Aron Ra on Divine hiddenness
Aron Ra argues that God's hiddenness is indistinguishable from God's nonexistence.
Aron Ra frames the hiddenness argument with characteristic bluntness: a God who wants to be known would be known. The fact that billions of people throughout history have lived and died without any awareness of the Christian God — including entire civilisations that existed for millennia before Christianity — is exactly what we would expect if no such God exists, and nothing like what we would expect if one does.
Ra emphasises the practical implications. If belief in God is necessary for salvation, and God is both omnipotent and loving, then God's failure to make himself known to all people is either incompetence or cruelty. The billions of people born into non-Christian cultures had no opportunity to accept the 'correct' religion — through no fault of their own. A just God would not condemn them for the accident of their birth.

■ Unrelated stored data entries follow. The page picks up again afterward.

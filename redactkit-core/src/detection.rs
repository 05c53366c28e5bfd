// redactkit-core/src/detection.rs
//! Detection records, run results, and PII-safe debug logging helpers.

use lazy_static::lazy_static;
use log::debug;
use serde::{Deserialize, Serialize};

use crate::config::Severity;
use crate::errors::PatternFailure;
use crate::overlap::Span;
use crate::placeholder::RedactionMap;

lazy_static! {
    /// Whether detected values may appear verbatim in debug logs.
    static ref PII_DEBUG_ALLOWED: bool = {
        std::env::var("REDACTKIT_ALLOW_DEBUG_PII")
            .map(|s| s.eq_ignore_ascii_case("true"))
            .unwrap_or(false)
    };
}

/// One accepted piece of PII.
#[derive(Debug, Clone, PartialEq, Serialize, Deserialize)]
pub struct Detection {
    pub pattern_type: String,
    pub value: String,
    pub placeholder: String,
    pub span: Span,
    pub severity: Severity,
    /// Heuristic likelihood in `[0, 1]` that the value is genuine PII.
    pub confidence: f64,
}

#[derive(Debug, Clone, Default, PartialEq, Serialize, Deserialize)]
pub struct DetectionStats {
    pub processing_time_ms: f64,
    pub pii_count: usize,
    /// Number of passes run; 1 in single-pass mode.
    pub passes: usize,
}

/// Everything one `detect()` call produces.
#[derive(Debug, Clone, Default, PartialEq, Serialize, Deserialize)]
pub struct DetectionResult {
    pub original: String,
    pub redacted: String,
    /// Detections in ascending text order.
    pub detections: Vec<Detection>,
    pub redaction_map: RedactionMap,
    pub stats: DetectionStats,
    /// Patterns abandoned during this call (timeouts, match ceilings).
    #[serde(default)]
    pub failures: Vec<PatternFailure>,
}

/// Detections grouped by severity. Critical findings are reported as high.
#[derive(Debug, Clone, Default, PartialEq, Serialize, Deserialize)]
pub struct ScanSummary {
    pub high: Vec<Detection>,
    pub medium: Vec<Detection>,
    pub low: Vec<Detection>,
    pub total: usize,
}

impl ScanSummary {
    pub fn from_detections(detections: Vec<Detection>) -> Self {
        let mut summary = ScanSummary {
            total: detections.len(),
            ..Default::default()
        };
        for d in detections {
            match d.severity {
                Severity::Critical | Severity::High => summary.high.push(d),
                Severity::Medium => summary.medium.push(d),
                Severity::Low => summary.low.push(d),
            }
        }
        summary
    }
}

pub fn redact_sensitive(s: &str) -> String {
    const MAX_LEN: usize = 8;
    if s.len() <= MAX_LEN {
        "[REDACTED]".to_string()
    } else {
        format!("[REDACTED: {} chars]", s.len())
    }
}

fn get_loggable_content(sensitive_content: &str) -> String {
    if *PII_DEBUG_ALLOWED {
        sensitive_content.to_string()
    } else {
        redact_sensitive(sensitive_content)
    }
}

pub fn log_detection_debug(module_path: &str, detection: &Detection) {
    debug!(
        "{} Accepted detection: Type='{}', Value='{}', Placeholder='{}', Span={}..{}, Confidence={:.2}",
        module_path,
        detection.pattern_type,
        get_loggable_content(&detection.value),
        detection.placeholder,
        detection.span.start,
        detection.span.end,
        detection.confidence
    );
}

pub fn log_rejection_debug(module_path: &str, pattern_type: &str, value: &str, reason: &str) {
    debug!(
        "{} Rejected candidate for '{}' ({}): '{}'",
        module_path,
        pattern_type,
        reason,
        get_loggable_content(value)
    );
}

He also challenges the common apologetic response that God hides to preserve human free will. Ra points out that in the Bible itself, God appears directly to numerous people — Moses, Abraham, Paul — without apparently compromising their free will. If God could reveal himself to Paul on the road to Damascus without overriding Paul's agency, he could do the same for everyone. His failure to do so requires explanation.
“A God who hides from the people he wants to save is indistinguishable from a God who doesn't exist.”